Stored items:

//! Text normalization, tokenization and stop words

use std::collections::HashSet;
use unicode_segmentation::UnicodeSegmentation;

/// Standard English stop-word list used by the similarity backends.
pub const ENGLISH_STOP_WORDS: &[&str] = &[
    "a", "about", "above", "across", "after", "afterwards", "again", "against", "all", "almost",
    "alone", "along", "already", "also", "although", "always", "am", "among", "amongst",
    "amoungst", "amount", "an", "and", "another", "any", "anyhow", "anyone", "anything", "anyway",
    "anywhere", "are", "around", "as", "at", "back", "be", "became", "because", "become",
    "becomes", "becoming", "been", "before", "beforehand", "behind", "being", "below", "beside",
    "besides", "between", "beyond", "bill", "both", "bottom", "but", "by", "call", "can",
    "cannot", "cant", "co", "con", "could", "couldnt", "cry", "de", "describe", "detail", "do",
    "done", "down", "due", "during", "each", "eg", "eight", "either", "eleven", "else",
    "elsewhere", "empty", "enough", "etc", "even", "ever", "every", "everyone", "everything",
    "everywhere", "except", "few", "fifteen", "fifty", "fill", "find", "fire", "first", "five",
    "for", "former", "formerly", "forty", "found", "four", "from", "front", "full", "further",
    "get", "give", "go", "had", "has", "hasnt", "have", "he", "hence", "her", "here",
    "hereafter", "hereby", "herein", "hereupon", "hers", "herself", "him", "himself", "his",
    "how", "however", "hundred", "i", "ie", "if", "in", "inc", "indeed", "interest", "into",
    "is", "it", "its", "itself", "keep", "last", "latter", "latterly", "least", "less", "ltd",
    "made", "many", "may", "me", "meanwhile", "might", "mill", "mine", "more", "moreover",
    "most", "mostly", "move", "much", "must", "my", "myself", "name", "namely", "neither",
    "never", "nevertheless", "next", "nine", "no", "nobody", "none", "noone", "nor", "not",
    "nothing", "now", "nowhere", "of", "off", "often", "on", "once", "one", "only", "onto", "or",
    "other", "others", "otherwise", "our", "ours", "ourselves", "out", "over", "own", "part",
    "per", "perhaps", "please", "put", "rather", "re", "same", "see", "seem", "seemed",
    "seeming", "seems", "serious", "several", "she", "should", "show", "side", "since",
    "sincere", "six", "sixty", "so", "some", "somehow", "someone", "something", "sometime",
    "sometimes", "somewhere", "still", "such", "system", "take", "ten", "than", "that", "the",
    "their", "them", "themselves", "then", "thence", "there", "thereafter", "thereby",
    "therefore", "therein", "thereupon", "these", "they", "thick", "thin", "third", "this",
    "those", "though", "three", "through", "throughout", "thru", "thus", "to", "together", "too",
    "top", "toward", "towards", "twelve", "twenty", "two", "un", "under", "until", "up", "upon",
    "us", "very", "via", "was", "we", "well", "were", "what", "whatever", "when", "whence",
    "whenever", "where", "whereafter", "whereas", "whereby", "wherein", "whereupon", "wherever",
    "whether", "which", "while", "whither", "who", "whoever", "whole", "whom", "whose", "why",
    "will", "with", "within", "without", "would", "yet", "you", "your", "yours", "yourself",
    "yourselves",
];

pub struct TextProcessor {
    stop_words: HashSet<&'static str>,
}

impl Default for TextProcessor {
    fn default() -> Self {
        Self::new()
    }
}

impl TextProcessor {
    pub fn new() -> Self {
        Self {
            stop_words: ENGLISH_STOP_WORDS.iter().copied().collect(),
        }
    }

    pub fn is_stop_word(&self, word: &str) -> bool {
        self.stop_words.contains(word)
    }

    /// Lowercased Unicode words, minus stop words and single characters.
    pub fn tokenize(&self, text: &str) -> Vec<String> {
        text.unicode_words()
            .map(|w| w.to_lowercase())
            .filter(|w| w.chars().count() > 1 && !self.is_stop_word(w))
            .collect()
    }

    /// Jaccard overlap of the two token sets, in [0, 1].
    pub fn jaccard_similarity(&self, text1: &str, text2: &str) -> f64 {
        let set1: HashSet<String> = self.tokenize(text1).into_iter().collect();
        let set2: HashSet<String> = self.tokenize(text2).into_iter().collect();

        let union = set1.union(&set2).count();
        if union == 0 {
            0.0
        } else {
            set1.intersection(&set2).count() as f64 / union as f64
        }
    }

    pub fn word_count(text: &str) -> usize {
        text.unicode_words().count()
    }
}

/// Distinct over total lowercased whitespace-delimited tokens; 0 for no tokens.
pub fn diversity_ratio(text: &str) -> f64 {
    let lowered = text.to_lowercase();
    let tokens: Vec<&str> = lowered.split_whitespace().collect();
    if tokens.is_empty() {
        return 0.0;
    }
    let unique: HashSet<&str> = tokens.iter().copied().collect();
    unique.len() as f64 / tokens.len() as f64
}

# What the exercise asks:
A single number is asked for: how many lines in the entries above hold the string "tokens".

# Written solution:
5